[[ Source information, beginning ]]

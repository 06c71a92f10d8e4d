//! Wallet stores holding imported identities

use std::path::{Path, PathBuf};
use std::sync::Arc;

use async_trait::async_trait;
use serde::{Deserialize, Serialize};

use super::types::{WalletIdentity, WalletRegistryEntry};
use crate::{Result, files};

/// A named store of identities usable for signing
#[async_trait]
pub trait WalletStore: Send + Sync {
    /// Store an identity, replacing any identity with the same name
    ///
    /// # Errors
    ///
    /// Returns an error if the identity cannot be written
    async fn import_identity(&self, identity: &WalletIdentity) -> Result<()>;

    /// Whether an identity named `name` is stored
    ///
    /// # Errors
    ///
    /// Returns an error if the store cannot be queried
    async fn exists(&self, name: &str) -> Result<bool>;

    /// Every identity in the store
    ///
    /// # Errors
    ///
    /// Returns an error if the store cannot be read
    async fn get_identities(&self) -> Result<Vec<WalletIdentity>>;
}

/// Opens the wallet store behind a registry entry
pub trait WalletProvider: Send + Sync {
    /// Open the store for `entry`
    fn open(&self, entry: &WalletRegistryEntry) -> Arc<dyn WalletStore>;
}

/// Provider of [`FileSystemWallet`] stores at each entry's `walletPath`
#[derive(Debug, Clone, Copy, Default)]
pub struct FileSystemWalletProvider;

impl WalletProvider for FileSystemWalletProvider {
    fn open(&self, entry: &WalletRegistryEntry) -> Arc<dyn WalletStore> {
        Arc::new(FileSystemWallet::new(&entry.wallet_path))
    }
}

/// Wallet storing one `<name>.id` file per identity
#[derive(Debug, Clone)]
pub struct FileSystemWallet {
    dir: PathBuf,
}

#[derive(Debug, Serialize, Deserialize)]
#[serde(rename_all = "camelCase")]
struct IdentityFile {
    credentials: Credentials,
    msp_id: String,
    #[serde(rename = "type")]
    kind: String,
    version: u32,
}

#[derive(Debug, Serialize, Deserialize)]
#[serde(rename_all = "camelCase")]
struct Credentials {
    certificate: String,
    private_key: String,
}

const IDENTITY_EXTENSION: &str = "id";

impl FileSystemWallet {
    /// Wallet rooted at `dir`; the directory is created on first import
    #[must_use]
    pub fn new(dir: impl AsRef<Path>) -> Self {
        Self {
            dir: dir.as_ref().to_path_buf(),
        }
    }

    fn identity_path(&self, name: &str) -> PathBuf {
        self.dir.join(format!("{name}.{IDENTITY_EXTENSION}"))
    }
}

#[async_trait]
impl WalletStore for FileSystemWallet {
    async fn import_identity(&self, identity: &WalletIdentity) -> Result<()> {
        let file = IdentityFile {
            credentials: Credentials {
                certificate: identity.cert.clone(),
                private_key: identity.private_key.clone(),
            },
            msp_id: identity.msp_id.clone(),
            kind: "X.509".to_string(),
            version: 1,
        };
        files::write_json(&self.identity_path(&identity.name), &file).await?;
        tracing::info!(
            wallet = %self.dir.display(),
            identity = %identity.name,
            "imported identity"
        );
        Ok(())
    }

    async fn exists(&self, name: &str) -> Result<bool> {
        Ok(tokio::fs::try_exists(self.identity_path(name)).await?)
    }

    async fn get_identities(&self) -> Result<Vec<WalletIdentity>> {
        let mut identities = Vec::new();
        if !tokio::fs::try_exists(&self.dir).await? {
            return Ok(identities);
        }

        let mut entries = tokio::fs::read_dir(&self.dir).await?;
        let mut paths = Vec::new();
        while let Some(entry) = entries.next_entry().await? {
            let path = entry.path();
            if path.extension().is_some_and(|ext| ext == IDENTITY_EXTENSION) && !files::is_hidden(&path) {
                paths.push(path);
            }
        }
        paths.sort();

        for path in paths {
            let Some(name) = path.file_stem().and_then(|s| s.to_str()) else {
                continue;
            };
            let file: IdentityFile = files::read_json(&path).await?;
            identities.push(WalletIdentity {
                name: name.to_string(),
                msp_id: file.msp_id,
                cert: file.credentials.certificate,
                private_key: file.credentials.private_key,
            });
        }
        Ok(identities)
    }
}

[[ Source information, end ]]

Quote exactly the first line of the data and every line after it through the one holding "pub trait WalletStore: Send".

repository 06c71a92f10d8e4d
//! Wallet stores holding imported identities

use std::path::{Path, PathBuf};
use std::sync::Arc;

use async_trait::async_trait;
use serde::{Deserialize, Serialize};

use super::types::{WalletIdentity, WalletRegistryEntry};
use crate::{Result, files};

/// A named store of identities usable for signing
#[async_trait]
pub trait WalletStore: Send + Sync {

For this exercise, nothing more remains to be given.